┌──

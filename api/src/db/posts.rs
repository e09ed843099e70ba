//! Post storage and the vote-aggregated listing queries.

use sqlx::SqlitePool;

use crate::{
    error::{AppError, AppResult},
    models::post::{Post, PostDraft, PostFilter, PostWithVotes},
};

const POST_COLUMNS: &str = "id, title, content, published, created_at, author_id";

// Posts are kept even without votes (left join); `instr` keeps the title
// match case-sensitive, and an empty search string matches every title.
const POSTS_WITH_VOTES: &str = "\
    SELECT p.id, p.title, p.content, p.published, p.created_at, p.author_id, \
           COUNT(v.id) AS votes \
    FROM posts p \
    LEFT JOIN votes v ON v.post_id = p.id";

pub async fn list(pool: &SqlitePool, filter: &PostFilter) -> AppResult<Vec<PostWithVotes>> {
    let posts = sqlx::query_as::<_, PostWithVotes>(&format!(
        "{POSTS_WITH_VOTES} WHERE instr(p.title, ?) > 0 GROUP BY p.id ORDER BY p.id LIMIT ? OFFSET ?"
    ))
    .bind(&filter.search)
    .bind(filter.limit)
    .bind(filter.offset)
    .fetch_all(pool)
    .await?;

    Ok(posts)
}

pub async fn get_by_id(pool: &SqlitePool, id: i64) -> AppResult<PostWithVotes> {
    sqlx::query_as::<_, PostWithVotes>(&format!(
        "{POSTS_WITH_VOTES} WHERE p.id = ? GROUP BY p.id"
    ))
    .bind(id)
    .fetch_optional(pool)
    .await?
    .ok_or_else(|| post_not_found(id))
}

/// Loads a post without aggregating its votes.
pub async fn find(pool: &SqlitePool, id: i64) -> AppResult<Option<Post>> {
    let post = sqlx::query_as::<_, Post>(&format!("SELECT {POST_COLUMNS} FROM posts WHERE id = ?"))
        .bind(id)
        .fetch_optional(pool)
        .await?;

    Ok(post)
}

pub async fn insert(pool: &SqlitePool, author_id: i64, draft: &PostDraft) -> AppResult<Post> {
    let mut tx = pool.begin().await?;

    let post = sqlx::query_as::<_, Post>(&format!(
        "INSERT INTO posts (title, content, published, author_id) VALUES (?, ?, ?, ?) RETURNING {POST_COLUMNS}"
    ))
    .bind(&draft.title)
    .bind(&draft.content)
    .bind(draft.published)
    .bind(author_id)
    .fetch_one(&mut *tx)
    .await?;

    tx.commit().await?;
    Ok(post)
}

/// Replaces the editable fields of a post and returns the stored row.
pub async fn update(pool: &SqlitePool, id: i64, draft: &PostDraft) -> AppResult<Post> {
    let mut tx = pool.begin().await?;

    let post = sqlx::query_as::<_, Post>(&format!(
        "UPDATE posts SET title = ?, content = ?, published = ? WHERE id = ? RETURNING {POST_COLUMNS}"
    ))
    .bind(&draft.title)
    .bind(&draft.content)
    .bind(draft.published)
    .bind(id)
    .fetch_optional(&mut *tx)
    .await?
    .ok_or_else(|| post_not_found(id))?;

    tx.commit().await?;
    Ok(post)
}

pub async fn delete(pool: &SqlitePool, id: i64) -> AppResult<()> {
    let mut tx = pool.begin().await?;

    let result = sqlx::query("DELETE FROM posts WHERE id = ?")
        .bind(id)
        .execute(&mut *tx)
        .await?;
    if result.rows_affected() == 0 {
        return Err(post_not_found(id));
    }

    tx.commit().await?;
    Ok(())
}

pub(crate) fn post_not_found(id: i64) -> AppError {
    AppError::not_found(format!("post with id: {id} was not found"))
}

└──

### What to produce:
Write out every entry exactly as it appears.

### Result of this exercise:
filename api/src/db/posts.rs
repository e09ed843099e70ba
//! Post storage and the vote-aggregated listing queries.

use sqlx::SqlitePool;

use crate::{
    error::{AppError, AppResult},
    models::post::{Post, PostDraft, PostFilter, PostWithVotes},
};

const POST_COLUMNS: &str = "id, title, content, published, created_at, author_id";

// Posts are kept even without votes (left join); `instr` keeps the title
// match case-sensitive, and an empty search string matches every title.
const POSTS_WITH_VOTES: &str = "\
    SELECT p.id, p.title, p.content, p.published, p.created_at, p.author_id, \
           COUNT(v.id) AS votes \
    FROM posts p \
    LEFT JOIN votes v ON v.post_id = p.id";

pub async fn list(pool: &SqlitePool, filter: &PostFilter) -> AppResult<Vec<PostWithVotes>> {
    let posts = sqlx::query_as::<_, PostWithVotes>(&format!(
        "{POSTS_WITH_VOTES} WHERE instr(p.title, ?) > 0 GROUP BY p.id ORDER BY p.id LIMIT ? OFFSET ?"
    ))
    .bind(&filter.search)
    .bind(filter.limit)
    .bind(filter.offset)
    .fetch_all(pool)
    .await?;

    Ok(posts)
}

pub async fn get_by_id(pool: &SqlitePool, id: i64) -> AppResult<PostWithVotes> {
    sqlx::query_as::<_, PostWithVotes>(&format!(
        "{POSTS_WITH_VOTES} WHERE p.id = ? GROUP BY p.id"
    ))
    .bind(id)
    .fetch_optional(pool)
    .await?
    .ok_or_else(|| post_not_found(id))
}

/// Loads a post without aggregating its votes.
pub async fn find(pool: &SqlitePool, id: i64) -> AppResult<Option<Post>> {
    let post = sqlx::query_as::<_, Post>(&format!("SELECT {POST_COLUMNS} FROM posts WHERE id = ?"))
        .bind(id)
        .fetch_optional(pool)
        .await?;

    Ok(post)
}

pub async fn insert(pool: &SqlitePool, author_id: i64, draft: &PostDraft) -> AppResult<Post> {
    let mut tx = pool.begin().await?;

    let post = sqlx::query_as::<_, Post>(&format!(
        "INSERT INTO posts (title, content, published, author_id) VALUES (?, ?, ?, ?) RETURNING {POST_COLUMNS}"
    ))
    .bind(&draft.title)
    .bind(&draft.content)
    .bind(draft.published)
    .bind(author_id)
    .fetch_one(&mut *tx)
    .await?;

    tx.commit().await?;
    Ok(post)
}

/// Replaces the editable fields of a post and returns the stored row.
pub async fn update(pool: &SqlitePool, id: i64, draft: &PostDraft) -> AppResult<Post> {
    let mut tx = pool.begin().await?;

    let post = sqlx::query_as::<_, Post>(&format!(
        "UPDATE posts SET title = ?, content = ?, published = ? WHERE id = ? RETURNING {POST_COLUMNS}"
    ))
    .bind(&draft.title)
    .bind(&draft.content)
    .bind(draft.published)
    .bind(id)
    .fetch_optional(&mut *tx)
    .await?
    .ok_or_else(|| post_not_found(id))?;

    tx.commit().await?;
    Ok(post)
}

pub async fn delete(pool: &SqlitePool, id: i64) -> AppResult<()> {
    let mut tx = pool.begin().await?;

    let result = sqlx::query("DELETE FROM posts WHERE id = ?")
        .bind(id)
        .execute(&mut *tx)
        .await?;
    if result.rows_affected() == 0 {
        return Err(post_not_found(id));
    }

    tx.commit().await?;
    Ok(())
}

pub(crate) fn post_not_found(id: i64) -> AppError {
    AppError::not_found(format!("post with id: {id} was not found"))
}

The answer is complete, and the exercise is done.